Interviewer: As a Roman Emperor, you have been even richer than the Bush family. What are your views on personal wealth?
MA: "Receive wealth or prosperity without arrogance; and be ready to let it go."

Interviewer: What are your views on the Bush administration's attempts to use torture in its war on terrorism?
MA: "The best way of avenging thyself is not to become like the wrong doer." [I'm sure his Germanic campaigns were conducted humanely...]

Interviewer: Some believe this country has the greatest empire since Rome, others believe we have gone soft. But there is no doubt we are fatter and less popular than at any other time in our history. Your views?
MA: "Thou sufferest this justly: for thou choosest rather to become good to-morrow than to be good to-day."

Interviewer: Any other thoughts for America's leadership?
MA: "Do not act as if thou wert going to live ten thousand years. Death hangs over thee. While thou livest, while it is in thy power, be good."

July 04, 2004


Richard Dean Anderson, on learning from the aliens his team is trying to help that the replibots have reversed the polarity on their time dilation machine and are now using it to accelerate their replication within the target zone by a factor of 100:

"What is wrong with you people? Time machines are nothing but trouble! Even we know that!"

I kind of oversimplified the plot - here's a better summary.

Shell CEO: We're Apparantly Going to Need Those Extra Planets

The CEO of Shell "sees little hope for the planet," on global warming. Funny, I don't recall taking hallucinagens this evening.

July 03, 2004


Using the time freed up this morning from not watching a Marlon Brando movie, I discovered this online Scottish audio archive, including Mike Myers' immortal "piper down".

July 02, 2004


A little quiz here.

It is a sad commentary that I have seen two Brando movies in my life (Apocalypse Now and The Godfather), but got 8 out 10 on the quiz...


Bet you never thought you'd live to see that headline.

The Russians sang Yellow Submarine, BTW.

Speaking of Painting....

I'm in the middle of a major rework of my painting website with a designer - it's incomplete, but the painting section is up. The text and fonts are stand ins (and not totally oriented correctly), and there are no readings in yet.

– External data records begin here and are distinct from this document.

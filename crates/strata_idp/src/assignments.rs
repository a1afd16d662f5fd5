use crate::client::IdpClient;
use crate::error::IdpError;
use crate::filters::is_system_app;

use serde::{Deserialize, Serialize};
use serde_json::Value;
use strata_http::{Clock, Transport};
use tracing::{debug, info};

#[derive(Debug, Clone, PartialEq, Serialize, Deserialize)]
pub struct UserAssignment {
    pub user_id: String,
    pub email: String,
    pub status: String,
    pub scope: String,
    pub profile: Option<Value>,
}

#[derive(Debug, Clone, PartialEq, Serialize, Deserialize)]
pub struct GroupAssignment {
    pub group_id: String,
    pub group_name: String,
    pub priority: Option<i64>,
    pub profile: Option<Value>,
}

#[derive(Debug, Clone, PartialEq, Serialize, Deserialize)]
pub struct AppAssignments {
    pub id: String,
    pub label: String,
    pub name: String,
    pub status: String,
    pub sign_on_mode: String,
    pub user_assignments: Vec<UserAssignment>,
    pub group_assignments: Vec<GroupAssignment>,
}

#[derive(Debug, Clone, PartialEq, Eq, Serialize, Deserialize)]
pub struct AssignmentMetadata {
    pub org_name: String,
    pub exported_at: String,
    pub app_count: usize,
    pub total_user_assignments: usize,
    pub total_group_assignments: usize,
    pub apps_with_assignments: usize,
}

#[derive(Debug, Clone, PartialEq, Serialize, Deserialize)]
pub struct AssignmentExport {
    pub metadata: AssignmentMetadata,
    pub applications: Vec<AppAssignments>,
}

#[derive(Debug, Clone, Default)]
pub struct AssignmentExportOptions {
    pub include_system: bool,
    /// Case-insensitive substring of the label.
    pub app_label: Option<String>,
}

/// `None` when no application survives the filters.
pub async fn export_assignments<T: Transport, C: Clock>(
    client: &IdpClient<T, C>,
    options: &AssignmentExportOptions,
    exported_at: String,
) -> Result<Option<AssignmentExport>, IdpError> {
    let mut apps = client.list_apps().await?;

    if !options.include_system {
        let before = apps.len();
        apps.retain(|app| !is_system_app(app));
        info!(excluded = before - apps.len(), "Excluded system apps");
    }
    if let Some(filter) = &options.app_label {
        let filter = filter.to_lowercase();
        apps.retain(|app| app.label.to_lowercase().contains(&filter));
        info!(count = apps.len(), %filter, "Filtered apps by label");
    }
    if apps.is_empty() {
        return Ok(None);
    }

    let mut applications = Vec::new();
    let (mut total_users, mut total_groups) = (0, 0);

    for app in &apps {
        debug!(app = %app.label, "Exporting assignments");

        let mut user_assignments = Vec::new();
        for user in client.app_users(&app.id).await? {
            let email = match user.known_email() {
                Some(email) => email,
                None => client
                    .get_user(&user.id)
                    .await?
                    .map(|u| u.profile.email)
                    .unwrap_or_default(),
            };
            user_assignments.push(UserAssignment {
                email,
                status: user.status.clone().unwrap_or_default(),
                scope: user.scope.clone().unwrap_or_default(),
                profile: user
                    .profile
                    .filter(|p| !p.is_empty())
                    .map(Value::Object),
                user_id: user.id,
            });
        }

        let mut group_assignments = Vec::new();
        for group in client.app_groups(&app.id).await? {
            let group_name = client
                .get_group(&group.id)
                .await?
                .map(|g| g.profile.name)
                .unwrap_or_default();
            group_assignments.push(GroupAssignment {
                group_id: group.id,
                group_name,
                priority: group.priority,
                profile: group.profile.filter(|p| !is_empty_value(p)),
            });
        }

        total_users += user_assignments.len();
        total_groups += group_assignments.len();

        if !user_assignments.is_empty() || !group_assignments.is_empty() {
            applications.push(AppAssignments {
                id: app.id.clone(),
                label: app.label.clone(),
                name: app.name.clone(),
                status: app.status.clone().unwrap_or_default(),
                sign_on_mode: app.sign_on_mode.clone().unwrap_or_default(),
                user_assignments,
                group_assignments,
            });
        }
    }

    Ok(Some(AssignmentExport {
        metadata: AssignmentMetadata {
            org_name: client.org_name().to_string(),
            exported_at,
            app_count: apps.len(),
            total_user_assignments: total_users,
            total_group_assignments: total_groups,
            apps_with_assignments: applications.len(),
        },
        applications,
    }))
}

fn is_empty_value(value: &Value) -> bool {
    match value {
        Value::Null => true,
        Value::Object(map) => map.is_empty(),
        _ => false,
    }
}
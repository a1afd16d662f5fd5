use crate::args::GatewayArgs;
use crate::output::{self, dry_run_prefix, exit_code, print_json};

use anyhow::{Context, bail};
use clap::Subcommand;
use serde_json::json;
use std::io::Write;
use std::path::PathBuf;
use std::process::ExitCode;
use strata_fs::atomic_write;
use strata_gateway::model::GatewaySection;
use strata_gateway::{ApplicationManager, DeployAction, GatewayClient, GatewayFile};
use tokio::io::{AsyncBufReadExt, BufReader};
use tracing::debug;

#[derive(Subcommand)]
pub enum GatewayCommand {
    /// List applications
    List {
        #[arg(long)]
        json: bool,
    },
    /// Show one application with its attributes
    Show {
        /// Label or id
        app: String,
    },
    /// Create or update the applications in the config file
    Deploy {
        /// Only the application with this label
        #[arg(long)]
        app: Option<String>,

        #[arg(long)]
        dry_run: bool,
    },
    /// Delete an application
    Delete {
        /// Label or id
        app: String,

        /// Do not ask for confirmation
        #[arg(long)]
        force: bool,
    },
    /// Write every existing application to a config file
    Import {
        #[arg(short, long, default_value = "oag_applications.json")]
        output: PathBuf,
    },
    /// Check that the gateway accepts our credentials
    Health,
}

struct Session {
    manager: ApplicationManager,
    file: Option<GatewayFile>,
}

async fn connect(args: &GatewayArgs) -> anyhow::Result<Session> {
    let file = match &args.config {
        Some(path) => Some(
            GatewayFile::load(path)
                .await
                .with_context(|| format!("loading {}", path.display()))?,
        ),
        None => None,
    };
    let section = file.as_ref().map(|f| f.gateway.clone()).unwrap_or_default();
    let config = section.resolve(
        args.hostname.clone(),
        args.client_id.clone(),
        args.private_key_path.clone(),
        args.private_key.clone(),
    )?;
    debug!(hostname = %config.hostname, verify_ssl = config.verify_ssl, "Gateway configuration resolved");

    let client = GatewayClient::from_config(&config).await?;
    Ok(Session {
        manager: ApplicationManager::new(client),
        file,
    })
}

pub async fn run(args: GatewayArgs, command: GatewayCommand) -> anyhow::Result<ExitCode> {
    let Session { manager, file } = connect(&args).await?;

    match command {
        GatewayCommand::List { json } => {
            let apps = manager.list_applications().await?;
            if json {
                print_json(&apps)?;
                return Ok(ExitCode::SUCCESS);
            }

            println!("\n{:<25} {:<40} {:<35}", "ID", "Label", "Public Domain");
            output::rule();
            for app in &apps {
                println!(
                    "{:<25} {:<40} {:<35}",
                    app.id,
                    output::clip(&app.label, 38),
                    app.public_domain.as_deref().unwrap_or("-")
                );
            }
            output::rule();
            println!("\nTotal: {} applications", apps.len());
            Ok(ExitCode::SUCCESS)
        }
        GatewayCommand::Show { app } => {
            let found = match manager.find_application(&app).await? {
                Some(found) => found,
                None => manager.get_application(&app).await?,
            };
            let attributes = manager.list_attributes(&found.id).await?;
            print_json(&json!({"application": found, "attributes": attributes}))?;
            Ok(ExitCode::SUCCESS)
        }
        GatewayCommand::Deploy { app, dry_run } => {
            let Some(file) = file else {
                bail!("deploy needs an applications file (--config)");
            };
            let apps: Vec<_> = file
                .applications
                .iter()
                .filter(|config| app.as_ref().is_none_or(|label| &config.label == label))
                .collect();
            if apps.is_empty() {
                bail!("no matching applications in the config file");
            }

            let prefix = dry_run_prefix(dry_run);
            let mut failures = 0;
            for config in apps {
                match manager.deploy_application(config, dry_run).await {
                    Ok(result) => {
                        let action = match result.action {
                            DeployAction::Create => "Created",
                            DeployAction::Update => "Updated",
                        };
                        println!(
                            "✅ {prefix}{action}: {} ({})",
                            result.label,
                            result.app_id.as_deref().unwrap_or("new")
                        );
                        let changes = &result.attributes;
                        if !changes.is_empty() {
                            println!(
                                "  Attributes: {} added, {} updated, {} deleted",
                                changes.added.len(),
                                changes.updated.len(),
                                changes.deleted.len()
                            );
                        }
                    }
                    Err(e) => {
                        failures += 1;
                        println!("❌ {}: {e}", config.label);
                    }
                }
            }
            Ok(exit_code(failures == 0))
        }
        GatewayCommand::Delete { app, force } => {
            let found = match manager.find_application(&app).await? {
                Some(found) => found,
                None => manager.get_application(&app).await?,
            };
            if !force && !confirm(&format!("Delete application '{}' ({})?", found.label, found.id)).await? {
                println!("Aborted");
                return Ok(ExitCode::SUCCESS);
            }

            manager.delete_application(&found.id).await?;
            println!("✅ Deleted {} ({})", found.label, found.id);
            Ok(ExitCode::SUCCESS)
        }
        GatewayCommand::Import { output } => {
            println!("🔍 Importing applications from {}...", manager.client().hostname());
            let applications = manager.import_applications().await?;
            let exported = GatewayFile {
                gateway: GatewaySection {
                    hostname: Some(manager.client().hostname().to_string()),
                    ..Default::default()
                },
                applications,
            };

            atomic_write(&output, exported.to_pretty_json()?)
                .await
                .with_context(|| format!("writing {}", output.display()))?;
            println!(
                "✅ Wrote {} applications to {}",
                exported.applications.len(),
                output.display()
            );
            Ok(ExitCode::SUCCESS)
        }
        GatewayCommand::Health => {
            let status = manager.client().health_check().await;
            print_json(&status)?;
            Ok(exit_code(status.is_healthy()))
        }
    }
}

async fn confirm(prompt: &str) -> anyhow::Result<bool> {
    print!("{prompt} [y/N] ");
    std::io::stdout().flush()?;

    let mut answer = String::new();
    BufReader::new(tokio::io::stdin())
        .read_line(&mut answer)
        .await?;
    Ok(matches!(answer.trim(), "y" | "Y" | "yes"))
}
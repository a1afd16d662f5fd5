use crate::error::TerraformError;

use regex::Regex;
use serde::Serialize;
use std::collections::{BTreeMap, BTreeSet};
use std::path::{Path, PathBuf};
use tracing::warn;
use walkdir::WalkDir;

const SKIPPED_FILE: &str = "RESOURCE_EXAMPLES.tf";

/// Apps targeted by entitlement resources across a set of `.tf` files.
#[derive(Debug, Clone, Default, PartialEq, Eq, Serialize)]
pub struct EntitlementScan {
    /// Literal application ids, e.g. `0oa1b2c3`.
    pub app_ids: BTreeSet<String>,
    /// References such as `okta_app_oauth.my_app`.
    pub terraform_references: BTreeSet<String>,
    pub resolved_labels: BTreeMap<String, String>,
    pub files_scanned: usize,
}

impl EntitlementScan {
    pub fn total(&self) -> usize {
        self.app_ids.len() + self.terraform_references.len()
    }
}

pub struct EntitlementScanner {
    entitlement: Regex,
    bundle: Regex,
    literal: Regex,
    reference: Regex,
}

impl EntitlementScanner {
    pub fn new() -> Result<Self, TerraformError> {
        Ok(Self {
            entitlement: Regex::new(
                r#"resource\s+"okta_entitlement"\s+"[^"]+"\s*\{[^}]*app_id\s*=\s*([^\n]+)"#,
            )?,
            bundle: Regex::new(
                r#"resource\s+"okta_entitlement_bundle"\s+"[^"]+"\s*\{[^}]*target\s*\{[^}]*external_id\s*=\s*([^\n]+)"#,
            )?,
            literal: Regex::new(r#"^"(0oa[^"]+)""#)?,
            reference: Regex::new(r"^(okta_app_[a-z_]+\.[a-zA-Z0-9_]+)\.id")?,
        })
    }

    /// Adds every app targeted in `content` to `scan`. Variables cannot be
    /// resolved and are ignored.
    pub fn scan_content(&self, content: &str, scan: &mut EntitlementScan) {
        let values = self
            .entitlement
            .captures_iter(content)
            .chain(self.bundle.captures_iter(content))
            .filter_map(|c| c.get(1))
            .map(|m| m.as_str().trim());

        for value in values {
            if let Some(id) = self.literal.captures(value).and_then(|c| c.get(1)) {
                scan.app_ids.insert(id.as_str().to_string());
            } else if let Some(reference) = self.reference.captures(value).and_then(|c| c.get(1)) {
                scan.terraform_references
                    .insert(reference.as_str().to_string());
            }
        }
    }

    /// Unreadable files are reported and skipped.
    pub async fn scan_files(&self, files: &[PathBuf]) -> EntitlementScan {
        let mut scan = EntitlementScan {
            files_scanned: files.len(),
            ..Default::default()
        };

        for file in files {
            if file.file_name().is_some_and(|n| n == SKIPPED_FILE) {
                continue;
            }
            match tokio::fs::read_to_string(file).await {
                Ok(content) => self.scan_content(&content, &mut scan),
                Err(e) => warn!("Could not read {}: {e}", file.display()),
            }
        }
        scan
    }

    /// Looks up `label = "..."` of each referenced app resource in `dir`.
    pub async fn resolve_labels(
        &self,
        dir: &Path,
        references: &BTreeSet<String>,
    ) -> Result<BTreeMap<String, String>, TerraformError> {
        let mut patterns = Vec::new();
        for reference in references {
            let Some((resource_type, name)) = reference.split_once('.') else {
                continue;
            };
            let pattern = Regex::new(&format!(
                r#"resource\s+"{}"\s+"{}"\s*\{{[^}}]*label\s*=\s*"([^"]+)""#,
                regex::escape(resource_type),
                regex::escape(name)
            ))?;
            patterns.push((reference.clone(), pattern));
        }

        let mut resolved = BTreeMap::new();
        if patterns.is_empty() {
            return Ok(resolved);
        }

        for file in find_tf_files(dir)? {
            let Ok(content) = tokio::fs::read_to_string(&file).await else {
                continue;
            };
            for (reference, pattern) in &patterns {
                if resolved.contains_key(reference) {
                    continue;
                }
                if let Some(label) = pattern.captures(&content).and_then(|c| c.get(1)) {
                    resolved.insert(reference.clone(), label.as_str().to_string());
                }
            }
        }
        Ok(resolved)
    }
}

/// `.tf` files directly inside `dir`, sorted. A missing directory yields none.
pub fn find_tf_files(dir: &Path) -> Result<Vec<PathBuf>, TerraformError> {
    if !dir.is_dir() {
        return Ok(Vec::new());
    }

    let mut files = Vec::new();
    for entry in WalkDir::new(dir).min_depth(1).max_depth(1).sort_by_file_name() {
        let entry = entry?;
        if entry.file_type().is_file() && entry.path().extension().is_some_and(|e| e == "tf") {
            files.push(entry.into_path());
        }
    }
    Ok(files)
}
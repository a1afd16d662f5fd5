pub use strata_core::*;

pub mod http {
    pub use strata_http::*;
}

pub mod fs {
    pub use strata_fs::*;
}

#[cfg(feature = "idp")]
pub mod idp {
    pub use strata_idp::*;
}

#[cfg(feature = "gateway")]
pub mod gateway {
    pub use strata_gateway::*;
}

#[cfg(feature = "pam")]
pub mod pam {
    pub use strata_pam::*;
}

#[cfg(feature = "s3")]
pub mod s3 {
    pub use strata_s3::*;
}

#[cfg(feature = "terraform")]
pub mod terraform {
    pub use strata_terraform::*;
}

#[cfg(feature = "state")]
pub mod state {
    pub use strata_state::*;
}

#[cfg(feature = "mock")]
pub mod mock {
    pub use strata_mock::*;
}

pub mod prelude {
    pub use strata_core::prelude::*;
    pub use strata_fs::{ManifestBuilder, atomic_write};
    pub use strata_http::{ApiClient, ReqwestTransport, RetryPolicy};

    #[cfg(feature = "idp")]
    pub use strata_idp::{GovernanceClient, IdpClient};

    #[cfg(feature = "gateway")]
    pub use strata_gateway::{ApplicationManager, GatewayClient};

    #[cfg(feature = "pam")]
    pub use strata_pam::{PamClient, PamImporter};

    #[cfg(feature = "s3")]
    pub use strata_s3::S3StateStore;

    #[cfg(feature = "terraform")]
    pub use strata_terraform::TerraformCli;

    #[cfg(feature = "state")]
    pub use strata_state::{BackupRequest, StateBackup, StateRestore};

    #[cfg(feature = "mock")]
    pub use strata_mock::{MemoryStateStore, MockTransport, ScriptedProvisioner};
}
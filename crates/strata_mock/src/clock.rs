use std::sync::{Arc, Mutex, PoisonError};
use std::time::Duration;
use strata_http::Clock;

#[derive(Debug, Default)]
struct ClockState {
    start: u64,
    elapsed: Duration,
    sleeps: Vec<Duration>,
}

/// Clock that never blocks: sleeping just advances the epoch.
#[derive(Clone, Debug, Default)]
pub struct ManualClock {
    state: Arc<Mutex<ClockState>>,
}

impl ManualClock {
    pub fn starting_at(epoch: u64) -> Self {
        Self {
            state: Arc::new(Mutex::new(ClockState {
                start: epoch,
                ..Default::default()
            })),
        }
    }

    pub fn sleeps(&self) -> Vec<Duration> {
        self.lock().sleeps.clone()
    }

    pub fn total_slept(&self) -> Duration {
        self.lock().sleeps.iter().sum()
    }

    fn lock(&self) -> std::sync::MutexGuard<'_, ClockState> {
        self.state.lock().unwrap_or_else(PoisonError::into_inner)
    }
}

impl Clock for ManualClock {
    fn now_epoch(&self) -> u64 {
        let state = self.lock();
        state.start + state.elapsed.as_secs()
    }

    async fn sleep(&self, duration: Duration) {
        let mut state = self.lock();
        state.elapsed += duration;
        state.sleeps.push(duration);
    }
}
use strata_http::{ApiClient, Method, ReqwestTransport, StatusCode, SswsToken};
use wiremock::matchers::{header, method, path, query_param};
use wiremock::{Mock, MockServer, ResponseTemplate};

#[tokio::test]
async fn rate_limited_request_is_retried_over_http() {
    let server = MockServer::start().await;

    // Reset lies in the past, so the retry goes out immediately.
    Mock::given(method("GET"))
        .and(path("/api/v1/users"))
        .respond_with(
            ResponseTemplate::new(429)
                .insert_header("X-Rate-Limit-Reset", "0")
                .insert_header("X-Rate-Limit-Remaining", "0"),
        )
        .up_to_n_times(1)
        .expect(1)
        .mount(&server)
        .await;

    Mock::given(method("GET"))
        .and(path("/api/v1/users"))
        .and(header("authorization", "SSWS token"))
        .and(query_param("limit", "200"))
        .respond_with(ResponseTemplate::new(200).set_body_json(serde_json::json!([{"id": "00u1"}])))
        .expect(1)
        .mount(&server)
        .await;

    let api = ApiClient::new(
        format!("{}/api/v1", server.uri()),
        ReqwestTransport::new().unwrap(),
        SswsToken("token".into()),
    );

    let users: Vec<serde_json::Value> = api
        .get_json("users", &[("limit", "200".to_string())])
        .await
        .unwrap();

    assert_eq!(users.len(), 1);
}

#[tokio::test]
async fn error_status_is_surfaced_with_body() {
    let server = MockServer::start().await;

    Mock::given(method("DELETE"))
        .and(path("/api/v1/groups/g1"))
        .respond_with(ResponseTemplate::new(403).set_body_string("forbidden"))
        .mount(&server)
        .await;

    let api = ApiClient::new(server.uri(), ReqwestTransport::new().unwrap(), SswsToken("t".into()));
    let err = api.delete("/api/v1/groups/g1").await.unwrap_err();

    assert_eq!(err.status(), Some(StatusCode::FORBIDDEN));
    assert!(err.to_string().contains("forbidden"));

    let raw = api
        .send(api.request(Method::DELETE, "/api/v1/groups/g1"))
        .await
        .unwrap();
    assert_eq!(raw.status, StatusCode::FORBIDDEN);
}
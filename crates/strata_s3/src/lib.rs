//! [`StateStore`] backed by a versioned S3 bucket.
//!
//! Versioning must be enabled on the bucket; every `put` then yields a new
//! version id and earlier versions stay readable by id.

use aws_sdk_s3::Client;
use aws_sdk_s3::config::Region;
use aws_sdk_s3::error::{ProvideErrorMetadata, SdkError};
use aws_sdk_s3::primitives::{ByteStream, DateTime as AwsDateTime};
use bytes::Bytes;
use chrono::{DateTime, Utc};
use strata_core::prelude::*;
use tracing::{debug, error, instrument};

#[derive(Clone)]
pub struct S3StateStore {
    client: Client,
    bucket: String,
    region: String,
}

impl S3StateStore {
    pub fn new(client: Client, bucket: impl Into<String>, region: impl Into<String>) -> Self {
        Self {
            client,
            bucket: bucket.into(),
            region: region.into(),
        }
    }

    /// Builds a client from the ambient AWS configuration (env, profile, IMDS).
    pub async fn from_env(location: &StateLocation) -> Self {
        let config = aws_config::defaults(aws_config::BehaviorVersion::latest())
            .region(Region::new(location.region.clone()))
            .load()
            .await;
        tracing::info!(bucket = %location.bucket, region = %location.region, "S3 state store initialized");
        Self::new(Client::new(&config), &location.bucket, &location.region)
    }
}

fn to_chrono(value: Option<&AwsDateTime>) -> Option<DateTime<Utc>> {
    value.and_then(|dt| DateTime::from_timestamp(dt.secs(), dt.subsec_nanos()))
}

fn to_size(value: Option<i64>) -> Option<u64> {
    value.and_then(|v| u64::try_from(v).ok())
}

impl StateStore for S3StateStore {
    fn bucket(&self) -> &str {
        &self.bucket
    }

    fn region(&self) -> &str {
        &self.region
    }

    #[instrument(skip(self), fields(bucket = %self.bucket))]
    async fn head(&self, key: &str) -> Result<ObjectVersion, StateStoreError> {
        debug!("Reading current state version metadata...");
        let res = self
            .client
            .head_object()
            .bucket(&self.bucket)
            .key(key)
            .send()
            .await;

        match res {
            Ok(output) => Ok(ObjectVersion {
                version_id: output.version_id().map(str::to_string),
                etag: output.e_tag().map(|e| e.trim_matches('"').to_string()),
                last_modified: to_chrono(output.last_modified()),
                size: to_size(output.content_length()),
            }),
            Err(SdkError::ServiceError(err)) if err.err().is_not_found() => {
                debug!("State object not found");
                Err(StateStoreError::NotFound(format!("s3://{}/{key}", self.bucket)))
            }
            Err(e) => {
                error!("S3 Head Object Error: {:?}", e);
                Err(StateStoreError::Generic(format!("S3 Error: {e}")))
            }
        }
    }

    #[instrument(skip(self), fields(bucket = %self.bucket))]
    async fn get_version(&self, key: &str, version_id: Option<&str>) -> Result<Bytes, StateStoreError> {
        debug!("Downloading state...");
        let res = self
            .client
            .get_object()
            .bucket(&self.bucket)
            .key(key)
            .set_version_id(version_id.map(str::to_string))
            .send()
            .await;

        match res {
            Ok(output) => {
                let data = output.body.collect().await.map_err(|e| {
                    error!("Failed to stream body: {:?}", e);
                    StateStoreError::Generic(format!("Failed to stream S3 body: {e}"))
                })?;
                Ok(data.into_bytes())
            }
            Err(SdkError::ServiceError(err)) => {
                let inner = err.err();
                if inner.is_no_such_key() {
                    Err(StateStoreError::NotFound(format!("s3://{}/{key}", self.bucket)))
                } else if matches!(inner.code(), Some("NoSuchVersion") | Some("InvalidArgument")) {
                    Err(StateStoreError::VersionNotFound(
                        version_id.unwrap_or_default().to_string(),
                    ))
                } else {
                    error!("S3 Service Error during read: {:?}", err);
                    Err(StateStoreError::Generic(format!("S3 Service Error: {inner:?}")))
                }
            }
            Err(e) => {
                error!("Unexpected S3 Error: {:?}", e);
                Err(StateStoreError::Generic(format!("S3 Error: {e:?}")))
            }
        }
    }

    #[instrument(skip(self, data), fields(bucket = %self.bucket, size = data.len()))]
    async fn put(&self, key: &str, data: Bytes) -> Result<Option<String>, StateStoreError> {
        debug!("Uploading state as new version...");
        let output = self
            .client
            .put_object()
            .bucket(&self.bucket)
            .key(key)
            .content_type("application/json")
            .body(ByteStream::from(data))
            .send()
            .await
            .map_err(|e| {
                error!("Failed to upload state: {e:?}");
                StateStoreError::Generic(format!("S3 Upload Error: {e:?}"))
            })?;

        Ok(output.version_id().map(str::to_string))
    }

    #[instrument(skip(self), fields(bucket = %self.bucket))]
    async fn list_versions(&self, key: &str, limit: usize) -> Result<Vec<VersionEntry>, StateStoreError> {
        let output = self
            .client
            .list_object_versions()
            .bucket(&self.bucket)
            .prefix(key)
            .max_keys(i32::try_from(limit).unwrap_or(i32::MAX))
            .send()
            .await
            .map_err(|e| {
                error!("Failed to list versions: {e:?}");
                StateStoreError::Generic(format!("S3 List Versions Error: {e:?}"))
            })?;

        Ok(output
            .versions()
            .iter()
            .filter(|v| v.key() == Some(key))
            .filter_map(|v| {
                Some(VersionEntry {
                    version_id: v.version_id()?.to_string(),
                    last_modified: to_chrono(v.last_modified()),
                    size: to_size(v.size()),
                    is_latest: v.is_latest().unwrap_or(false),
                })
            })
            .take(limit)
            .collect())
    }
}

#[cfg(test)]
mod tests {
    use super::*;

    #[test]
    fn converts_sdk_timestamps() {
        let aws = AwsDateTime::from_secs(1_736_937_000);
        let converted = to_chrono(Some(&aws)).unwrap();
        assert_eq!(converted.to_rfc3339(), "2025-01-15T10:30:00+00:00");
        assert_eq!(to_size(Some(-1)), None);
        assert_eq!(to_size(Some(42)), Some(42));
    }
}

But I would appreciate feedback on the basic design, interactivity, and appearance of the pieces.

BTW, This was the "Reubens" composition.

Goodness...100 New Planets.

Hubble scientists report discovery of a hundred new planets. What did you do today?

When Optical Illusions Attack

Better, I think, to hire professional graphic artisans to paint your roads.

July 01, 2004


Was Rubens a great artist? I believe the evidence is clear. But in all seriousness, Fall of the Damned does get my blood flowing, and not in a chunky Dutch girl way, either.


This lady (??) makes a lot of sense.